--- Prompt ---
Each record that follows is to be output in full, precisely as written.

--- Data supplied ---

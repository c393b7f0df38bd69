//! In-memory [`RoomSession`] for exercising the client without a server.

use std::sync::{Mutex, MutexGuard};

use crate::errors::SessionError;
use crate::events::{EventEmitter, EventHandler, SessionEvent, SessionEventKind};
use crate::options::{ConnectSettings, SessionSettings};
use crate::session::{ParticipantState, RoomSession, SessionState};

#[derive(Debug, Clone, PartialEq)]
pub struct ConnectCall {
    pub url: String,
    pub token: String,
    pub options: ConnectSettings,
}

#[derive(Default)]
pub struct FakeState {
    pub name: String,
    pub metadata: String,
    pub state: SessionState,
    pub local: Option<ParticipantState>,
    pub remotes: Vec<ParticipantState>,
    pub connect_error: Option<SessionError>,
    pub disconnect_error: Option<SessionError>,
    pub connect_calls: Vec<ConnectCall>,
    pub disconnect_calls: usize,
}

pub struct FakeSession {
    pub settings: SessionSettings,
    emitter: EventEmitter,
    state: Mutex<FakeState>,
}

impl FakeSession {
    pub fn new(settings: SessionSettings) -> Self {
        Self {
            settings,
            emitter: EventEmitter::new(),
            state: Mutex::new(FakeState::default()),
        }
    }

    pub fn state_mut(&self) -> MutexGuard<'_, FakeState> {
        self.state.lock().unwrap()
    }

    pub fn fire(&self, event: SessionEvent) {
        self.emitter.emit(&event);
    }

    pub fn subscription_count(&self) -> usize {
        self.emitter.subscription_count()
    }

    /// Add a remote participant and announce it.
    pub fn join(&self, identity: &str) {
        self.state_mut().remotes.push(ParticipantState {
            identity: identity.to_string(),
            ..Default::default()
        });
        self.fire(SessionEvent::ParticipantConnected {
            identity: identity.to_string(),
        });
    }

    pub fn leave(&self, identity: &str) {
        self.state_mut().remotes.retain(|p| p.identity != identity);
        self.fire(SessionEvent::ParticipantDisconnected {
            identity: identity.to_string(),
        });
    }
}

impl RoomSession for FakeSession {
    fn on(&self, kind: SessionEventKind, handler: EventHandler) {
        self.emitter.on(kind, handler);
    }

    async fn connect(
        &self,
        url: &str,
        token: &str,
        options: ConnectSettings,
    ) -> Result<(), SessionError> {
        let mut state = self.state_mut();
        state.connect_calls.push(ConnectCall {
            url: url.to_string(),
            token: token.to_string(),
            options,
        });
        match state.connect_error.clone() {
            Some(e) => Err(e),
            None => Ok(()),
        }
    }

    async fn disconnect(&self) -> Result<(), SessionError> {
        let mut state = self.state_mut();
        state.disconnect_calls += 1;
        match state.disconnect_error.clone() {
            Some(e) => Err(e),
            None => {
                state.state = SessionState::Disconnected;
                Ok(())
            }
        }
    }

    fn name(&self) -> String {
        self.state_mut().name.clone()
    }

    fn metadata(&self) -> String {
        self.state_mut().metadata.clone()
    }

    fn state(&self) -> SessionState {
        self.state_mut().state
    }

    fn participant_count(&self) -> usize {
        let state = self.state_mut();
        state.remotes.len() + usize::from(state.local.is_some())
    }

    fn local_participant(&self) -> Option<ParticipantState> {
        self.state_mut().local.clone()
    }

    fn remote_participants(&self) -> Vec<ParticipantState> {
        self.state_mut().remotes.clone()
    }
}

---

--- Written response ---
repository c393b7f0df38bd69
//! In-memory [`RoomSession`] for exercising the client without a server.

use std::sync::{Mutex, MutexGuard};

use crate::errors::SessionError;
use crate::events::{EventEmitter, EventHandler, SessionEvent, SessionEventKind};
use crate::options::{ConnectSettings, SessionSettings};
use crate::session::{ParticipantState, RoomSession, SessionState};

#[derive(Debug, Clone, PartialEq)]
pub struct ConnectCall {
    pub url: String,
    pub token: String,
    pub options: ConnectSettings,
}

#[derive(Default)]
pub struct FakeState {
    pub name: String,
    pub metadata: String,
    pub state: SessionState,
    pub local: Option<ParticipantState>,
    pub remotes: Vec<ParticipantState>,
    pub connect_error: Option<SessionError>,
    pub disconnect_error: Option<SessionError>,
    pub connect_calls: Vec<ConnectCall>,
    pub disconnect_calls: usize,
}

pub struct FakeSession {
    pub settings: SessionSettings,
    emitter: EventEmitter,
    state: Mutex<FakeState>,
}

impl FakeSession {
    pub fn new(settings: SessionSettings) -> Self {
        Self {
            settings,
            emitter: EventEmitter::new(),
            state: Mutex::new(FakeState::default()),
        }
    }

    pub fn state_mut(&self) -> MutexGuard<'_, FakeState> {
        self.state.lock().unwrap()
    }

    pub fn fire(&self, event: SessionEvent) {
        self.emitter.emit(&event);
    }

    pub fn subscription_count(&self) -> usize {
        self.emitter.subscription_count()
    }

    /// Add a remote participant and announce it.
    pub fn join(&self, identity: &str) {
        self.state_mut().remotes.push(ParticipantState {
            identity: identity.to_string(),
            ..Default::default()
        });
        self.fire(SessionEvent::ParticipantConnected {
            identity: identity.to_string(),
        });
    }

    pub fn leave(&self, identity: &str) {
        self.state_mut().remotes.retain(|p| p.identity != identity);
        self.fire(SessionEvent::ParticipantDisconnected {
            identity: identity.to_string(),
        });
    }
}

impl RoomSession for FakeSession {
    fn on(&self, kind: SessionEventKind, handler: EventHandler) {
        self.emitter.on(kind, handler);
    }

    async fn connect(
        &self,
        url: &str,
        token: &str,
        options: ConnectSettings,
    ) -> Result<(), SessionError> {
        let mut state = self.state_mut();
        state.connect_calls.push(ConnectCall {
            url: url.to_string(),
            token: token.to_string(),
            options,
        });
        match state.connect_error.clone() {
            Some(e) => Err(e),
            None => Ok(()),
        }
    }

    async fn disconnect(&self) -> Result<(), SessionError> {
        let mut state = self.state_mut();
        state.disconnect_calls += 1;
        match state.disconnect_error.clone() {
            Some(e) => Err(e),
            None => {
                state.state = SessionState::Disconnected;
                Ok(())
            }
        }
    }

    fn name(&self) -> String {
        self.state_mut().name.clone()
    }

    fn metadata(&self) -> String {
        self.state_mut().metadata.clone()
    }

    fn state(&self) -> SessionState {
        self.state_mut().state
    }

    fn participant_count(&self) -> usize {
        let state = self.state_mut();
        state.remotes.len() + usize::from(state.local.is_some())
    }

    fn local_participant(&self) -> Option<ParticipantState> {
        self.state_mut().local.clone()
    }

    fn remote_participants(&self) -> Vec<ParticipantState> {
        self.state_mut().remotes.clone()
    }
}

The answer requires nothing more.